• Problem statement: Below are the records; collect from them each line containing the string "distribution".
=== Supplied material ===
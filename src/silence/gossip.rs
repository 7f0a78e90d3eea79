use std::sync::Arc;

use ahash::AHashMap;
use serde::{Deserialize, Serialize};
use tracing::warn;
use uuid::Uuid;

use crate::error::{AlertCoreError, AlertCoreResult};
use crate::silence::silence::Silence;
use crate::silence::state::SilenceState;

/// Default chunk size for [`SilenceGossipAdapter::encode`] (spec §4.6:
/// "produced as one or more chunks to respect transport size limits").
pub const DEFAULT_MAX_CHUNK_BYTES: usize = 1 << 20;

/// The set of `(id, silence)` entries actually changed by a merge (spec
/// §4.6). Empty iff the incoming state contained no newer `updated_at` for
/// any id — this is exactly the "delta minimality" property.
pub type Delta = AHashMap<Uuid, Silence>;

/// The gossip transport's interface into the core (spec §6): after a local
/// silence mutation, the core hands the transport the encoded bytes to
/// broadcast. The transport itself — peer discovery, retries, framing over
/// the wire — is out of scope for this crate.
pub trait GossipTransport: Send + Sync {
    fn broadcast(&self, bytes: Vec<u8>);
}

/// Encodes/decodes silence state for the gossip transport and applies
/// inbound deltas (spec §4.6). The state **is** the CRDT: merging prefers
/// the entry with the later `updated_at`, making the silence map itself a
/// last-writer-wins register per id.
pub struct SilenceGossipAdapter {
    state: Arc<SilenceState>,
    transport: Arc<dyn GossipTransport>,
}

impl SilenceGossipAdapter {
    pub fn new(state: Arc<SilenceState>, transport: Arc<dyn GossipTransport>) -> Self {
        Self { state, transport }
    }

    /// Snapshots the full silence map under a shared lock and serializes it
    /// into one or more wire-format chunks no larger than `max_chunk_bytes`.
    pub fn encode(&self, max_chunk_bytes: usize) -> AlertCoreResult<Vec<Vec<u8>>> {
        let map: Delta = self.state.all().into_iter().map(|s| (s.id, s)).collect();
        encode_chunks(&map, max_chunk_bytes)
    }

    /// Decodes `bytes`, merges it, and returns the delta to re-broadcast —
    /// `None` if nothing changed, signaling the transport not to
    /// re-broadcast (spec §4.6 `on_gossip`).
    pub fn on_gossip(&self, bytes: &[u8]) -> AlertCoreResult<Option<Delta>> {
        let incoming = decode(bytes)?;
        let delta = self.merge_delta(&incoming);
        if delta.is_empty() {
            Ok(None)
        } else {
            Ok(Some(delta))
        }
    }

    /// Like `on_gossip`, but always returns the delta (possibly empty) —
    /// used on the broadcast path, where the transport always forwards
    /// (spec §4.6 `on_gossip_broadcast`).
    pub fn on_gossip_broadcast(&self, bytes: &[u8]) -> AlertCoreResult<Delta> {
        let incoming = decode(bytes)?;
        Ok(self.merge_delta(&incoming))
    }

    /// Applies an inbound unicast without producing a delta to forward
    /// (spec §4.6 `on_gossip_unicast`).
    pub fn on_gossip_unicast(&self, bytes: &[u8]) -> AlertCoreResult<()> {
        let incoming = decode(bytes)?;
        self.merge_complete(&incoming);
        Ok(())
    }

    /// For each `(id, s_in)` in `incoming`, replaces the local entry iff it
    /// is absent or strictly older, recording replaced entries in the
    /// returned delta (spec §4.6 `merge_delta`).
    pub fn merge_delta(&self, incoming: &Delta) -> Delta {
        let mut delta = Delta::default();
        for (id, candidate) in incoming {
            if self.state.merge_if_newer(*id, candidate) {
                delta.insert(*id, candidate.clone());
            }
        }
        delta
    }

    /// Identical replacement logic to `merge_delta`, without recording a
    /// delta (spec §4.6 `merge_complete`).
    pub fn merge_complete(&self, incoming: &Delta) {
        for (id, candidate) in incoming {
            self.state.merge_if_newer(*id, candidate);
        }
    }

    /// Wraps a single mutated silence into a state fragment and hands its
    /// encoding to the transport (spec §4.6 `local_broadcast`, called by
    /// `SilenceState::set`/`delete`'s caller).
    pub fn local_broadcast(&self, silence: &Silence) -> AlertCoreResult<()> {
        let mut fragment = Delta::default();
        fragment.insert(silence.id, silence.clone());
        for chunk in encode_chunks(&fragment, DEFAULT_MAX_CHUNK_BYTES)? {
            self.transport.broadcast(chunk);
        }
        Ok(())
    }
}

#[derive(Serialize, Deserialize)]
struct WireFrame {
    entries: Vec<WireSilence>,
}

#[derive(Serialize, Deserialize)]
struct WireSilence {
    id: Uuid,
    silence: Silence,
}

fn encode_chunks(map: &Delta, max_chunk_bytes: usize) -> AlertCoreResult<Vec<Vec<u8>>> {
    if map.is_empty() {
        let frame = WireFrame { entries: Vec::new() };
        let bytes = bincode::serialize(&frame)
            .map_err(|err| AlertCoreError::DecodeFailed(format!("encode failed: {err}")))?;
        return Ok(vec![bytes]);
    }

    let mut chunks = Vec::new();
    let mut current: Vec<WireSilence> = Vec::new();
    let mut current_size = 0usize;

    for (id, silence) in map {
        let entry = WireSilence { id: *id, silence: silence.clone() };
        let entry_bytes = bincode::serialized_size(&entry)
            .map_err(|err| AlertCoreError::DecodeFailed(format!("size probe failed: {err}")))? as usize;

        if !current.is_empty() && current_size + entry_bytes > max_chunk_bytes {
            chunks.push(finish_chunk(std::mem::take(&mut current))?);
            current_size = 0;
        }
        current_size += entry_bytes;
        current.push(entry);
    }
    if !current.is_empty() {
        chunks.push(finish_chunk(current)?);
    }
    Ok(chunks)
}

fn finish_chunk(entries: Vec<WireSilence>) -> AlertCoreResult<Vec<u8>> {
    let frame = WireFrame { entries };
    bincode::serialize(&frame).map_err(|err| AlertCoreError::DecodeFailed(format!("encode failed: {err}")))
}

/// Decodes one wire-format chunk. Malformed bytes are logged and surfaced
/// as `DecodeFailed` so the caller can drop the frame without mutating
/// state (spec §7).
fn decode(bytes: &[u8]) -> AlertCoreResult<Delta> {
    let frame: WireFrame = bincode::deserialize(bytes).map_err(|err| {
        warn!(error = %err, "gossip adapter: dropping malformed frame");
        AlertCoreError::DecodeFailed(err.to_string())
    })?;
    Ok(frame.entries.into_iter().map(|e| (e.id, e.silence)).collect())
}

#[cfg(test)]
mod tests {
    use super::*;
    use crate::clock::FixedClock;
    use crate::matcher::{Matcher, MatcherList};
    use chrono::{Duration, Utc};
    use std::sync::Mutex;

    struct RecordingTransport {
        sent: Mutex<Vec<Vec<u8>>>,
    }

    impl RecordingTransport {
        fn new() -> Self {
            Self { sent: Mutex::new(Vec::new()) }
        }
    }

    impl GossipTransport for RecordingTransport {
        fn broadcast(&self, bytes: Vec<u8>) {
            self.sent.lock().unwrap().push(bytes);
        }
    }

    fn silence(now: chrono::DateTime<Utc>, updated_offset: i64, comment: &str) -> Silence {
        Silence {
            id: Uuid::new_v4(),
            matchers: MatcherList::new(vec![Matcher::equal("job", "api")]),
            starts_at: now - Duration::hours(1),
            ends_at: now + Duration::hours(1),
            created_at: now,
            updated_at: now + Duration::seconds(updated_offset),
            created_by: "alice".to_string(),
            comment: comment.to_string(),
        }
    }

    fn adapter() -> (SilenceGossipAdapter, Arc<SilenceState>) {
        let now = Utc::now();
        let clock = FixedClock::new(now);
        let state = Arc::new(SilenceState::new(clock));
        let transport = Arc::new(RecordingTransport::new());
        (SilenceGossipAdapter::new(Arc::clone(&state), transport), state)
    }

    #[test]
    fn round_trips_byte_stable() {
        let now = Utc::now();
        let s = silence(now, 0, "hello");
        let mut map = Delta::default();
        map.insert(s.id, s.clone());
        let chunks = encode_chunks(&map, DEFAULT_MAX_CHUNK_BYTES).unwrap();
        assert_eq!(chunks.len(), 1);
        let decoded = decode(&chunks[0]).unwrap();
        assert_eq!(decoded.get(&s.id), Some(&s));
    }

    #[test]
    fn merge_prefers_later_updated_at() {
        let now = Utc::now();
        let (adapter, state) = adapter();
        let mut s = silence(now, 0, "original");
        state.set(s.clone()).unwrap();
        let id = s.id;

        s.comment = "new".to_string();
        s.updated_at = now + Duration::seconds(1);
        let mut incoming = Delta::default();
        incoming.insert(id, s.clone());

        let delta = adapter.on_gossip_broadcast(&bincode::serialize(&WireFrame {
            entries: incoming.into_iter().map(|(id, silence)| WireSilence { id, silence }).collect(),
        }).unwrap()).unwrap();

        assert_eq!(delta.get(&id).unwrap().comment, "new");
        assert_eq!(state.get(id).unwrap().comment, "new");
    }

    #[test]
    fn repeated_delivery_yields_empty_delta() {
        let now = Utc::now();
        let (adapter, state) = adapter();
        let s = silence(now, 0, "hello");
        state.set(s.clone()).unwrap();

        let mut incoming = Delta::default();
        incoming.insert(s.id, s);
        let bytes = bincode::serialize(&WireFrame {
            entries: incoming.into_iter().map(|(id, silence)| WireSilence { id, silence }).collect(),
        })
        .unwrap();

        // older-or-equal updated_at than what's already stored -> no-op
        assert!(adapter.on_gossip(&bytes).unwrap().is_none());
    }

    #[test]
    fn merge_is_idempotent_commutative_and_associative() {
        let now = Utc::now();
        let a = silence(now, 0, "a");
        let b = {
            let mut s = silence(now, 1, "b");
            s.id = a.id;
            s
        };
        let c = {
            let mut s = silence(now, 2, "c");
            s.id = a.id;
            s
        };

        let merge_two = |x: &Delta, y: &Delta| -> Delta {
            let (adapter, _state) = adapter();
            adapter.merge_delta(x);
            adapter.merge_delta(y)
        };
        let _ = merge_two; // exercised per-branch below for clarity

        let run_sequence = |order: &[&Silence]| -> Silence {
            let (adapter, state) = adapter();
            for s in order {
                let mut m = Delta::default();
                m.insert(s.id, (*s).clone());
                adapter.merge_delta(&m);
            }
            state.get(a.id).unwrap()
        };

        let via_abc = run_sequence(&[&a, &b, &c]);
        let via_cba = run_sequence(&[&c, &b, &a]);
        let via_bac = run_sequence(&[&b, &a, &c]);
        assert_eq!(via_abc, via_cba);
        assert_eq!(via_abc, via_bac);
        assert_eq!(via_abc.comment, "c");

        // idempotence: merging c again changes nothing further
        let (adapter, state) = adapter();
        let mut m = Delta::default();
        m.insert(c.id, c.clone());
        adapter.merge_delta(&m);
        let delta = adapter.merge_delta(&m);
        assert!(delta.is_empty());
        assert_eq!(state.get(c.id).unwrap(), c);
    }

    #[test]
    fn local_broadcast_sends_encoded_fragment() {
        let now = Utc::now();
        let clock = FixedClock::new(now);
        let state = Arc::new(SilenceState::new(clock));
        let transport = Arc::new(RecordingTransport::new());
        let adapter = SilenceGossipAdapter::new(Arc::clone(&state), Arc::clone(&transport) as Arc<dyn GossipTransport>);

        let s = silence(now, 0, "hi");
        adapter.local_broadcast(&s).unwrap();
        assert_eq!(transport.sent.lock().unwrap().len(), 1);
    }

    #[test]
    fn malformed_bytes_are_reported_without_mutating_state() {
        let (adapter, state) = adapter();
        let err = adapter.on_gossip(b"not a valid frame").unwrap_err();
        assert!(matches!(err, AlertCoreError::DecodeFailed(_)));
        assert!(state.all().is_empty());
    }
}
===
=== Supplied material ===
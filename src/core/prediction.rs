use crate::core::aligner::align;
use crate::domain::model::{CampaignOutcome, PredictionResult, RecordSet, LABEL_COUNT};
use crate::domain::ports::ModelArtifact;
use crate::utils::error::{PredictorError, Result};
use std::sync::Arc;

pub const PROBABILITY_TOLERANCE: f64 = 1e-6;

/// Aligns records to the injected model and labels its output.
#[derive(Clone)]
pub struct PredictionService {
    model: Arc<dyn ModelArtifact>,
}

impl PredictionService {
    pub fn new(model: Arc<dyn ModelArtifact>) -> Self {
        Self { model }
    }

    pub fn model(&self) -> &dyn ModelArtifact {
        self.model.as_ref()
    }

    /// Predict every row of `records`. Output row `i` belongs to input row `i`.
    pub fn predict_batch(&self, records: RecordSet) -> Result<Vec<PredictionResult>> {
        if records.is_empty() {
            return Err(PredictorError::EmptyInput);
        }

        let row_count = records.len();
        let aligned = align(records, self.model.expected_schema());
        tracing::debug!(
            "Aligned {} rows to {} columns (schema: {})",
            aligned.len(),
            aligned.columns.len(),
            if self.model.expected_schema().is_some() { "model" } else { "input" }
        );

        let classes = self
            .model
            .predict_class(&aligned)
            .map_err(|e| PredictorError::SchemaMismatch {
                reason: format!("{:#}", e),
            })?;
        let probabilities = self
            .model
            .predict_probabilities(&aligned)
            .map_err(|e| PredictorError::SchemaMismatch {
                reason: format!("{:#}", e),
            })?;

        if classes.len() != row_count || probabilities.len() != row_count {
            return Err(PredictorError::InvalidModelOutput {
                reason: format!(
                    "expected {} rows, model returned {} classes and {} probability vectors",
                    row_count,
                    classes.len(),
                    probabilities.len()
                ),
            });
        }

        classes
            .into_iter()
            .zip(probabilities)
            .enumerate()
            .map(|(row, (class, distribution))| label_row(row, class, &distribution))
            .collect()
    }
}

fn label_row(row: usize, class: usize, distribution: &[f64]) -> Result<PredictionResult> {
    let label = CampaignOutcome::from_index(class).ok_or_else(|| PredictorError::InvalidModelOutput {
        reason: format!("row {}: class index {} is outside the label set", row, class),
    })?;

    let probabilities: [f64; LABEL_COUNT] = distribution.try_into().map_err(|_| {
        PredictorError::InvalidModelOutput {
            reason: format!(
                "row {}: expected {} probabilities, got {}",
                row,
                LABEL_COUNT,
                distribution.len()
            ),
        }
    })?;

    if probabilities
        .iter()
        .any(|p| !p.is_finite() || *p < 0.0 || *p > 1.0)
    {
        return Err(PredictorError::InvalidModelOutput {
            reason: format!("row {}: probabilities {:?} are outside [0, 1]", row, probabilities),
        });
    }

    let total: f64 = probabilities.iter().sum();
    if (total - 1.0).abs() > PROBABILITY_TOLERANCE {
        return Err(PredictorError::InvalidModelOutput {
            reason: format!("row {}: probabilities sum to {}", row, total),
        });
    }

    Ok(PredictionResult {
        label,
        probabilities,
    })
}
===
• Result:
            .map(|(row, (class, distribution))| label_row(row, class, &distribution))
fn label_row(row: usize, class: usize, distribution: &[f64]) -> Result<PredictionResult> {
    let probabilities: [f64; LABEL_COUNT] = distribution.try_into().map_err(|_| {
                distribution.len()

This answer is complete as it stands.